Task to carry out
Print the records exactly as given.

[Recorded information Boundary: Start]

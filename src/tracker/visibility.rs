//! Debounced count of tags currently on screen.
//!
//! Enabling a tag counts it immediately. Finishing one only uncounts it after
//! a delay, so a tag whose detector track is handed over to a fresh track for
//! the same physical object does not make the count dip to zero and back.

use std::collections::HashMap;
use std::sync::{Arc, Mutex};
use std::time::Duration;

use tokio::runtime::Handle;
use tokio::task::JoinHandle;

use crate::presentation::TokenId;
use crate::sync::lock;

type CountListener = Box<dyn Fn(usize) + Send + Sync>;

#[derive(Default)]
struct VisibilityState {
    /// Enabled tags and the epoch of their latest enable.
    enabled: HashMap<TokenId, u64>,
    pending: HashMap<TokenId, JoinHandle<()>>,
    next_epoch: u64,
    closed: bool,
}

struct Shared {
    state: Mutex<VisibilityState>,
    delay: Duration,
    on_count_changed: CountListener,
}

/// Aggregates enabled tags across all trackers of a session.
#[derive(Clone)]
pub struct VisibilityCoordinator {
    shared: Arc<Shared>,
    runtime: Handle,
}

impl VisibilityCoordinator {
    /// `on_count_changed` runs with the coordinator's lock held, so calls are
    /// serialized and arrive in order. It must not call back into the
    /// coordinator.
    pub fn new(
        delay: Duration,
        runtime: Handle,
        on_count_changed: impl Fn(usize) + Send + Sync + 'static,
    ) -> Self {
        Self {
            shared: Arc::new(Shared {
                state: Mutex::new(VisibilityState::default()),
                delay,
                on_count_changed: Box::new(on_count_changed),
            }),
            runtime,
        }
    }

    /// Count `id` as visible and report the new count.
    ///
    /// Cancels a pending removal of the same id.
    pub fn on_tracker_enabled(&self, id: TokenId) {
        let mut state = lock(&self.shared.state);
        if state.closed {
            return;
        }
        if let Some(timer) = state.pending.remove(&id) {
            timer.abort();
        }
        let epoch = state.next_epoch;
        state.next_epoch += 1;
        state.enabled.insert(id, epoch);

        let count = state.enabled.len();
        tracing::debug!(id, count, "Tracker enabled");
        (self.shared.on_count_changed)(count);
    }

    /// Stop counting `id` once the debounce delay has passed.
    pub fn on_tracker_done(&self, id: TokenId) {
        let mut state = lock(&self.shared.state);
        if state.closed {
            return;
        }
        let Some(&epoch) = state.enabled.get(&id) else {
            return;
        };

        let shared = Arc::clone(&self.shared);
        let timer = self.runtime.spawn(async move {
            tokio::time::sleep(shared.delay).await;
            shared.expire(id, epoch);
        });
        if let Some(previous) = state.pending.insert(id, timer) {
            previous.abort();
        }
    }

    pub fn current_count(&self) -> usize {
        lock(&self.shared.state).enabled.len()
    }

    /// Cancel all pending removals. Later calls are ignored.
    pub fn shutdown(&self) {
        let mut state = lock(&self.shared.state);
        state.closed = true;
        for (_, timer) in state.pending.drain() {
            timer.abort();
        }
    }
}

impl Shared {
    fn expire(&self, id: TokenId, epoch: u64) {
        let mut state = lock(&self.state);
        // Re-enabled or torn down since the removal was scheduled.
        if state.closed || state.enabled.get(&id) != Some(&epoch) {
            return;
        }
        state.enabled.remove(&id);
        state.pending.remove(&id);

        let count = state.enabled.len();
        tracing::debug!(id, count, "Tracker no longer visible");
        (self.on_count_changed)(count);
    }
}

#[cfg(test)]
mod tests {
    use super::*;

    fn coordinator() -> (VisibilityCoordinator, Arc<Mutex<Vec<usize>>>) {
        let counts = Arc::new(Mutex::new(Vec::new()));
        let sink = Arc::clone(&counts);
        let coordinator = VisibilityCoordinator::new(
            Duration::from_millis(2000),
            Handle::current(),
            move |count| sink.lock().unwrap().push(count),
        );
        (coordinator, counts)
    }

    #[tokio::test(start_paused = true)]
    async fn test_enable_reports_immediately() {
        let (coordinator, counts) = coordinator();
        coordinator.on_tracker_enabled(1);
        coordinator.on_tracker_enabled(2);
        assert_eq!(*counts.lock().unwrap(), vec![1, 2]);
        assert_eq!(coordinator.current_count(), 2);
    }

    #[tokio::test(start_paused = true)]
    async fn test_done_is_debounced() {
        let (coordinator, counts) = coordinator();
        coordinator.on_tracker_enabled(1);
        coordinator.on_tracker_done(1);

        tokio::time::sleep(Duration::from_millis(1900)).await;
        assert_eq!(coordinator.current_count(), 1);
        assert_eq!(*counts.lock().unwrap(), vec![1]);

        tokio::time::sleep(Duration::from_millis(200)).await;
        assert_eq!(coordinator.current_count(), 0);
        assert_eq!(*counts.lock().unwrap(), vec![1, 0]);
    }

    #[tokio::test(start_paused = true)]
    async fn test_reenable_cancels_pending_removal() {
        let (coordinator, counts) = coordinator();
        coordinator.on_tracker_enabled(1);
        coordinator.on_tracker_done(1);
        tokio::time::sleep(Duration::from_millis(500)).await;
        coordinator.on_tracker_enabled(1);

        tokio::time::sleep(Duration::from_millis(3000)).await;
        assert_eq!(coordinator.current_count(), 1);
        assert_eq!(*counts.lock().unwrap(), vec![1, 1]);
    }

    #[tokio::test(start_paused = true)]
    async fn test_done_for_unknown_id_is_ignored() {
        let (coordinator, counts) = coordinator();
        coordinator.on_tracker_done(9);
        tokio::time::sleep(Duration::from_millis(3000)).await;
        assert!(counts.lock().unwrap().is_empty());
    }

    #[tokio::test(start_paused = true)]
    async fn test_shutdown_cancels_pending_removals() {
        let (coordinator, counts) = coordinator();
        coordinator.on_tracker_enabled(1);
        coordinator.on_tracker_done(1);
        coordinator.shutdown();

        tokio::time::sleep(Duration::from_millis(3000)).await;
        assert_eq!(*counts.lock().unwrap(), vec![1]);
        coordinator.on_tracker_enabled(2);
        assert_eq!(coordinator.current_count(), 1);
    }
}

[Recorded information Boundary: End]

Your solution
filename src/tracker/visibility.rs
//! Debounced count of tags currently on screen.
//!
//! Enabling a tag counts it immediately. Finishing one only uncounts it after
//! a delay, so a tag whose detector track is handed over to a fresh track for
//! the same physical object does not make the count dip to zero and back.

use std::collections::HashMap;
use std::sync::{Arc, Mutex};
use std::time::Duration;

use tokio::runtime::Handle;
use tokio::task::JoinHandle;

use crate::presentation::TokenId;
use crate::sync::lock;

type CountListener = Box<dyn Fn(usize) + Send + Sync>;

#[derive(Default)]
struct VisibilityState {
    /// Enabled tags and the epoch of their latest enable.
    enabled: HashMap<TokenId, u64>,
    pending: HashMap<TokenId, JoinHandle<()>>,
    next_epoch: u64,
    closed: bool,
}

struct Shared {
    state: Mutex<VisibilityState>,
    delay: Duration,
    on_count_changed: CountListener,
}

/// Aggregates enabled tags across all trackers of a session.
#[derive(Clone)]
pub struct VisibilityCoordinator {
    shared: Arc<Shared>,
    runtime: Handle,
}

impl VisibilityCoordinator {
    /// `on_count_changed` runs with the coordinator's lock held, so calls are
    /// serialized and arrive in order. It must not call back into the
    /// coordinator.
    pub fn new(
        delay: Duration,
        runtime: Handle,
        on_count_changed: impl Fn(usize) + Send + Sync + 'static,
    ) -> Self {
        Self {
            shared: Arc::new(Shared {
                state: Mutex::new(VisibilityState::default()),
                delay,
                on_count_changed: Box::new(on_count_changed),
            }),
            runtime,
        }
    }

    /// Count `id` as visible and report the new count.
    ///
    /// Cancels a pending removal of the same id.
    pub fn on_tracker_enabled(&self, id: TokenId) {
        let mut state = lock(&self.shared.state);
        if state.closed {
            return;
        }
        if let Some(timer) = state.pending.remove(&id) {
            timer.abort();
        }
        let epoch = state.next_epoch;
        state.next_epoch += 1;
        state.enabled.insert(id, epoch);

        let count = state.enabled.len();
        tracing::debug!(id, count, "Tracker enabled");
        (self.shared.on_count_changed)(count);
    }

    /// Stop counting `id` once the debounce delay has passed.
    pub fn on_tracker_done(&self, id: TokenId) {
        let mut state = lock(&self.shared.state);
        if state.closed {
            return;
        }
        let Some(&epoch) = state.enabled.get(&id) else {
            return;
        };

        let shared = Arc::clone(&self.shared);
        let timer = self.runtime.spawn(async move {
            tokio::time::sleep(shared.delay).await;
            shared.expire(id, epoch);
        });
        if let Some(previous) = state.pending.insert(id, timer) {
            previous.abort();
        }
    }

    pub fn current_count(&self) -> usize {
        lock(&self.shared.state).enabled.len()
    }

    /// Cancel all pending removals. Later calls are ignored.
    pub fn shutdown(&self) {
        let mut state = lock(&self.shared.state);
        state.closed = true;
        for (_, timer) in state.pending.drain() {
            timer.abort();
        }
    }
}

impl Shared {
    fn expire(&self, id: TokenId, epoch: u64) {
        let mut state = lock(&self.state);
        // Re-enabled or torn down since the removal was scheduled.
        if state.closed || state.enabled.get(&id) != Some(&epoch) {
            return;
        }
        state.enabled.remove(&id);
        state.pending.remove(&id);

        let count = state.enabled.len();
        tracing::debug!(id, count, "Tracker no longer visible");
        (self.on_count_changed)(count);
    }
}

#[cfg(test)]
mod tests {
    use super::*;

    fn coordinator() -> (VisibilityCoordinator, Arc<Mutex<Vec<usize>>>) {
        let counts = Arc::new(Mutex::new(Vec::new()));
        let sink = Arc::clone(&counts);
        let coordinator = VisibilityCoordinator::new(
            Duration::from_millis(2000),
            Handle::current(),
            move |count| sink.lock().unwrap().push(count),
        );
        (coordinator, counts)
    }

    #[tokio::test(start_paused = true)]
    async fn test_enable_reports_immediately() {
        let (coordinator, counts) = coordinator();
        coordinator.on_tracker_enabled(1);
        coordinator.on_tracker_enabled(2);
        assert_eq!(*counts.lock().unwrap(), vec![1, 2]);
        assert_eq!(coordinator.current_count(), 2);
    }

    #[tokio::test(start_paused = true)]
    async fn test_done_is_debounced() {
        let (coordinator, counts) = coordinator();
        coordinator.on_tracker_enabled(1);
        coordinator.on_tracker_done(1);

        tokio::time::sleep(Duration::from_millis(1900)).await;
        assert_eq!(coordinator.current_count(), 1);
        assert_eq!(*counts.lock().unwrap(), vec![1]);

        tokio::time::sleep(Duration::from_millis(200)).await;
        assert_eq!(coordinator.current_count(), 0);
        assert_eq!(*counts.lock().unwrap(), vec![1, 0]);
    }

    #[tokio::test(start_paused = true)]
    async fn test_reenable_cancels_pending_removal() {
        let (coordinator, counts) = coordinator();
        coordinator.on_tracker_enabled(1);
        coordinator.on_tracker_done(1);
        tokio::time::sleep(Duration::from_millis(500)).await;
        coordinator.on_tracker_enabled(1);

        tokio::time::sleep(Duration::from_millis(3000)).await;
        assert_eq!(coordinator.current_count(), 1);
        assert_eq!(*counts.lock().unwrap(), vec![1, 1]);
    }

    #[tokio::test(start_paused = true)]
    async fn test_done_for_unknown_id_is_ignored() {
        let (coordinator, counts) = coordinator();
        coordinator.on_tracker_done(9);
        tokio::time::sleep(Duration::from_millis(3000)).await;
        assert!(counts.lock().unwrap().is_empty());
    }

    #[tokio::test(start_paused = true)]
    async fn test_shutdown_cancels_pending_removals() {
        let (coordinator, counts) = coordinator();
        coordinator.on_tracker_enabled(1);
        coordinator.on_tracker_done(1);
        coordinator.shutdown();

        tokio::time::sleep(Duration::from_millis(3000)).await;
        assert_eq!(*counts.lock().unwrap(), vec![1]);
        coordinator.on_tracker_enabled(2);
        assert_eq!(coordinator.current_count(), 1);
    }
}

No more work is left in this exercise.